(Dataset records)
BEGIN

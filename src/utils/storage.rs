// ============================================================================
// STORAGE - Helpers para localStorage (entradas string)
// ============================================================================

use web_sys::Storage;

/// Obtener localStorage del navegador.
/// Fuera del navegador (tests nativos) devuelve None.
pub fn get_local_storage() -> Option<Storage> {
    #[cfg(target_arch = "wasm32")]
    {
        web_sys::window()?.local_storage().ok()?
    }
    #[cfg(not(target_arch = "wasm32"))]
    {
        None
    }
}

/// Leer una entrada string de localStorage
pub fn get_string(key: &str) -> Option<String> {
    let storage = get_local_storage()?;
    storage.get_item(key).ok()?
}

/// Guardar una entrada string en localStorage
pub fn set_string(key: &str, value: &str) -> Result<(), String> {
    let storage = get_local_storage().ok_or("No se pudo acceder a localStorage")?;
    storage
        .set_item(key, value)
        .map_err(|_| format!("Error guardando '{}' en localStorage", key))
}

/// Eliminar una entrada de localStorage
pub fn remove_key(key: &str) -> Result<(), String> {
    let storage = get_local_storage().ok_or("No se pudo acceder a localStorage")?;
    storage
        .remove_item(key)
        .map_err(|_| format!("Error eliminando '{}' de localStorage", key))
}
//! ChatService against an in-memory database.

use std::sync::{Arc, Mutex};

use assistant::{async_trait, Assistant, AssistantError, ChatService, EchoAssistant};
use database::{chat_message, ChatMessage, ChatRole, Database};

/// Records the history it was given and replies from a script.
#[derive(Default)]
struct ScriptedAssistant {
    fail: bool,
    seen_history: Mutex<Vec<usize>>,
}

#[async_trait]
impl Assistant for ScriptedAssistant {
    async fn complete(&self, message: &str, history: &[ChatMessage]) -> Result<String, AssistantError> {
        self.seen_history.lock().unwrap().push(history.len());
        if self.fail {
            return Err(AssistantError::Timeout);
        }
        Ok(format!("You said: {}", message))
    }

    fn name(&self) -> &str {
        "ScriptedAssistant"
    }
}

async fn test_db() -> Database {
    let db = Database::connect("sqlite::memory:").await.unwrap();
    db.migrate().await.unwrap();
    db
}

#[tokio::test]
async fn test_exchange_is_persisted() {
    let db = test_db().await;
    let service = ChatService::new(db.clone(), Arc::new(EchoAssistant::with_prefix("Echo: ")));

    let exchange = service.send("alice", "  Is 120/80 normal?  ").await.unwrap();
    assert_eq!(exchange.message.content, "Is 120/80 normal?");
    assert_eq!(exchange.message.role, ChatRole::User);
    assert_eq!(exchange.reply.content, "Echo: Is 120/80 normal?");
    assert_eq!(exchange.reply.role, ChatRole::Assistant);

    let history = service.history("alice", 10).await.unwrap();
    assert_eq!(history, vec![exchange.message, exchange.reply]);
}

#[tokio::test]
async fn test_failure_stores_nothing() {
    let db = test_db().await;
    let assistant = Arc::new(ScriptedAssistant {
        fail: true,
        ..Default::default()
    });
    let service = ChatService::new(db.clone(), assistant);

    let err = service.send("alice", "hello").await.unwrap_err();
    assert!(err.is_unavailable());
    assert!(chat_message::recent_messages(db.pool(), "alice", 10)
        .await
        .unwrap()
        .is_empty());
}

#[tokio::test]
async fn test_history_window_is_passed_as_context() {
    let db = test_db().await;
    let assistant = Arc::new(ScriptedAssistant::default());
    let service = ChatService::new(db.clone(), assistant.clone()).with_history_turns(1);

    service.send("alice", "one").await.unwrap();
    service.send("alice", "two").await.unwrap();
    service.send("alice", "three").await.unwrap();
    service.send("bob", "hi").await.unwrap();

    assert_eq!(*assistant.seen_history.lock().unwrap(), vec![0, 2, 2, 0]);
}

#[tokio::test]
async fn test_empty_message_rejected_and_clear() {
    let db = test_db().await;
    let service = ChatService::new(db.clone(), Arc::new(EchoAssistant::new()));

    assert!(matches!(
        service.send("alice", "   ").await,
        Err(AssistantError::Validation(_))
    ));

    service.send("alice", "hello").await.unwrap();
    assert_eq!(service.clear_history("alice").await.unwrap(), 2);
    assert!(service.history("alice", 10).await.unwrap().is_empty());
}
//! Caller identity.
//!
//! An upstream auth proxy verifies the session and forwards the subject id
//! in the `x-user-id` header. The API trusts that header as-is.

use axum::async_trait;
use axum::extract::FromRequestParts;
use axum::http::request::Parts;

use crate::error::ApiError;

/// Header carrying the verified subject id.
pub const USER_ID_HEADER: &str = "x-user-id";

/// The authenticated caller.
#[derive(Debug, Clone, PartialEq, Eq)]
pub struct CurrentUser(pub String);

impl CurrentUser {
    pub fn id(&self) -> &str {
        &self.0
    }
}

#[async_trait]
impl<S> FromRequestParts<S> for CurrentUser
where
    S: Send + Sync,
{
    type Rejection = ApiError;

    async fn from_request_parts(parts: &mut Parts, _state: &S) -> Result<Self, Self::Rejection> {
        parts
            .headers
            .get(USER_ID_HEADER)
            .and_then(|v| v.to_str().ok())
            .map(str::trim)
            .filter(|v| !v.is_empty())
            .map(|v| CurrentUser(v.to_string()))
            .ok_or(ApiError::Unauthorized)
    }
}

END

Reproduce the records above exactly, from the first line through the line containing "use web_sys::Storage;", and output nothing else.

= RESULT =
filename src/utils/storage.rs
// ============================================================================
// STORAGE - Helpers para localStorage (entradas string)
// ============================================================================

use web_sys::Storage;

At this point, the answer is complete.